Because of this, the reports take significantly longer to write, not only due to more words to type but also the deeper research that goes into them.
Basically, I got stuck in a position where I didn’t have time to do everything the business needed to keep growing. This was the main reason I decided that now was the time to leap.
Unfortunately, three days before my final day as a software developer, my girlfriend developed health issues that brought her to the hospital for the next week.
I’ll keep this part brief out of respect for my girlfriend’s privacy, but I took her to the emergency room after she experienced crippling, mind-bending pain in her abdomen.
Coupled with an inability to eat or drink, her life was in serious danger.
Of course, the timing couldn’t have been worse, but that wasn’t important. We just focused on getting through it.
A week later, we had a bill for $60,000 from the hospital and no clear answer for why she was in so much pain. They prescribed narcotics and sent her home.
At this point, the majority of my day was helping her manage her meds and making sure our dog was taken care of. Trying to find time for Software Ideas was nearly impossible. Customer emails went ignored for days, if not weeks. It was rough.
In an astounding stroke of bad luck, our dog started vomiting.
A snapshot of our life - our dog Luna looks so thin in this picture, and a row of medications behind her.
After the third time in three days, we took her to the vet. About 2 hours later, the vet called us and let us know that our dog had somehow been exposed to an unknown toxin and was in complete liver failure.
Our dog is only three years old, so this news was beyond shocking. We still can’t figure out what she got into - we hardly go anywhere with COVID, and I caged her while visiting my girlfriend at the hospital.
Our dog has a liver biopsy today to find out if she’ll live.
That’s where everything stands today. We are still seeking answers for what’s causing both my girlfriend and our dog’s medical issue.
And I’ve been trying my best to keep up with Software Ideas - but I know I haven’t been perfect.
I’ve specifically failed regarding The Foundation course - a video series I’m supposed to be releasing weekly. People are purchasing subscriptions to Software Ideas with the expectation of watching this course, and I’ve definitely dropped the ball.
Despite everything that’s happened, I do want to point out a silver lining.
You could look at my situation and feel that I was unlucky to have just quit my job. But in reality, I feel so fortunate! Here’s why:
I was able to spend every day with my girlfriend at the hospital.
I’ve been able to be at every appointment and be an advocate for her care.
I’ve been able to shoulder the burden of managing our dog’s vet care.
And it’s only been possible thanks to being a founder…

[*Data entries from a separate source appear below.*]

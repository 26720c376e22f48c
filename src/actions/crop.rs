//! `crop` — cut a region out of the image.
//!
//! Grammar: `crop,x_10,y_10,w_100,h_100,g_nw`. Width and height default to
//! the remaining extent; `g_` anchors the region, `x_`/`y_` offset it from
//! the anchor.

use super::{Action, Gravity, split_kv};
use crate::context::ProcessingContext;
use crate::engine::CropRegion;
use crate::error::{PipelineError, Result};

const HINT: &str = "Crop param error, e.g: crop,x_100,y_100,w_100,h_100";

#[derive(Debug, Clone, Copy, PartialEq, Eq, Default)]
pub struct CropOpts {
    pub width: Option<u32>,
    pub height: Option<u32>,
    pub x: u32,
    pub y: u32,
    pub gravity: Gravity,
}

pub struct CropAction;

impl CropAction {
    pub fn options(params: &[String]) -> Result<CropOpts> {
        if params.len() < 2 {
            return Err(PipelineError::invalid(HINT));
        }
        let mut opt = CropOpts::default();
        for param in &params[1..] {
            match split_kv(param) {
                ("w", value) => opt.width = Some(super::parse_ranged_u32(value, 1, 16384, HINT)?),
                ("h", value) => opt.height = Some(super::parse_ranged_u32(value, 1, 16384, HINT)?),
                ("x", value) => opt.x = super::parse_ranged_u32(value, 0, 16384, HINT)?,
                ("y", value) => opt.y = super::parse_ranged_u32(value, 0, 16384, HINT)?,
                ("g", value) => {
                    opt.gravity = Gravity::from_param(value).ok_or_else(|| {
                        PipelineError::invalid(
                            "Crop gravity must be one of nw,north,ne,west,center,east,sw,south,se",
                        )
                    })?;
                }
                _ => return Err(PipelineError::invalid(HINT)),
            }
        }
        Ok(opt)
    }
}

impl Action for CropAction {
    fn name(&self) -> &'static str {
        "crop"
    }

    fn validate(&self, params: &[String]) -> Result<()> {
        Self::options(params).map(|_| ())
    }

    fn process(&self, ctx: &mut ProcessingContext, params: &[String]) -> Result<()> {
        let opt = Self::options(params)?;
        let (sw, sh) = (ctx.info.width, ctx.info.height);
        let width = opt.width.unwrap_or(sw).min(sw);
        let height = opt.height.unwrap_or(sh).min(sh);
        let anchor = opt.gravity.anchor((sw, sh), (width, height));
        let x = anchor.0 + opt.x;
        let y = anchor.1 + opt.y;
        if x >= sw || y >= sh {
            return Err(PipelineError::invalid(
                "Incorrect crop parameters: region starts outside the image",
            ));
        }
        let region = CropRegion {
            x,
            y,
            width: width.min(sw - x),
            height: height.min(sh - y),
        };
        ctx.engine
            .crop(&mut ctx.handle, region)
            .map_err(|e| PipelineError::engine(self.name(), e))
    }
}

#[cfg(test)]
mod tests {
    use super::*;
    use crate::engine::tests::{MockEngine, RecordedOp};
    use crate::engine::PixelFormat;
    use crate::store::MemStore;
    use crate::test_helpers::{params, test_ctx};

    #[test]
    fn parses_region_and_gravity() {
        let opt = CropAction::options(&params("crop,w_100,h_50,x_5,y_6,g_se")).unwrap();
        assert_eq!(opt.width, Some(100));
        assert_eq!(opt.height, Some(50));
        assert_eq!((opt.x, opt.y), (5, 6));
        assert_eq!(opt.gravity, Gravity::SouthEast);
    }

    #[test]
    fn rejects_bad_params() {
        assert!(CropAction::options(&params("crop")).is_err());
        assert!(CropAction::options(&params("crop,w_0")).is_err());
        assert!(CropAction::options(&params("crop,g_middle")).is_err());
        assert!(CropAction::options(&params("crop,z_9")).is_err());
    }

    #[test]
    fn region_is_clamped_to_the_image() {
        let engine = MockEngine::new(PixelFormat::Jpeg); // mock images are 8x8
        let store = MemStore::new();
        let mut ctx = test_ctx(&engine, &store, "crop,w_100,h_100");

        CropAction
            .process(&mut ctx, &params("crop,w_100,h_100"))
            .unwrap();

        let ops = engine.recorded();
        assert!(matches!(
            ops.last(),
            Some(RecordedOp::Crop(region)) if region.width == 8 && region.height == 8
        ));
    }

    #[test]
    fn offset_outside_the_image_fails() {
        let engine = MockEngine::new(PixelFormat::Jpeg);
        let store = MemStore::new();
        let mut ctx = test_ctx(&engine, &store, "crop,x_20");

        let err = CropAction
            .process(&mut ctx, &params("crop,x_20"))
            .unwrap_err();
        assert!(err.to_string().contains("Incorrect crop parameters"));
    }
}
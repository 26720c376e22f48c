//! `auto-orient` — apply the EXIF orientation captured at decode.

use super::{Action, parse_toggle};
use crate::context::ProcessingContext;
use crate::error::{PipelineError, Result};

const ARITY_HINT: &str = "AutoOrient param error, e.g: auto-orient,1";
const DOMAIN_HINT: &str = "AutoOrient must be 0 or 1";

pub struct AutoOrientAction;

impl AutoOrientAction {
    pub fn options(params: &[String]) -> Result<bool> {
        parse_toggle(params, ARITY_HINT, DOMAIN_HINT)
    }
}

impl Action for AutoOrientAction {
    fn name(&self) -> &'static str {
        "auto-orient"
    }

    fn validate(&self, params: &[String]) -> Result<()> {
        Self::options(params).map(|_| ())
    }

    fn process(&self, ctx: &mut ProcessingContext, params: &[String]) -> Result<()> {
        if !Self::options(params)? {
            return Ok(());
        }
        ctx.engine
            .orient(&mut ctx.handle)
            .map_err(|e| PipelineError::engine(self.name(), e))
    }
}

#[cfg(test)]
mod tests {
    use super::*;
    use crate::test_helpers::params;

    #[test]
    fn toggle_grammar() {
        assert!(AutoOrientAction::options(&params("auto-orient,1")).unwrap());
        assert!(!AutoOrientAction::options(&params("auto-orient,0")).unwrap());
        assert!(AutoOrientAction::options(&params("auto-orient")).is_err());
        assert!(AutoOrientAction::options(&params("auto-orient,2")).is_err());
    }
}
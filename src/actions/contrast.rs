//! `contrast` — contrast adjustment. Grammar: `contrast,-50` (−100..100).

use super::Action;
use crate::context::ProcessingContext;
use crate::error::{PipelineError, Result};

const HINT: &str = "Contrast param error, e.g: contrast,-50";

#[derive(Debug, Clone, Copy, PartialEq, Eq)]
pub struct ContrastOpts {
    pub value: i32,
}

pub struct ContrastAction;

impl ContrastAction {
    pub fn options(params: &[String]) -> Result<ContrastOpts> {
        if params.len() != 2 {
            return Err(PipelineError::invalid(HINT));
        }
        let value = super::parse_ranged_i32(&params[1], -100, 100, HINT)?;
        Ok(ContrastOpts { value })
    }
}

impl Action for ContrastAction {
    fn name(&self) -> &'static str {
        "contrast"
    }

    fn validate(&self, params: &[String]) -> Result<()> {
        Self::options(params).map(|_| ())
    }

    fn process(&self, ctx: &mut ProcessingContext, params: &[String]) -> Result<()> {
        let opt = Self::options(params)?;
        if opt.value == 0 {
            return Ok(());
        }
        ctx.engine
            .adjust_contrast(&mut ctx.handle, opt.value as f32)
            .map_err(|e| PipelineError::engine(self.name(), e))
    }
}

It’s always said that the best part of going full-time is the freedom you get. And I can’t even express how grateful I am to have the freedom to focus on our family’s health without worrying about random BS - like how many days off my company gives me.
I know we’ll get through this, and I know that soon I’ll be able to focus on growing Software Ideas again, but for now, I’m just happy that chasing my dream has given me something I never knew I would want so badly - freedom to focus on my family.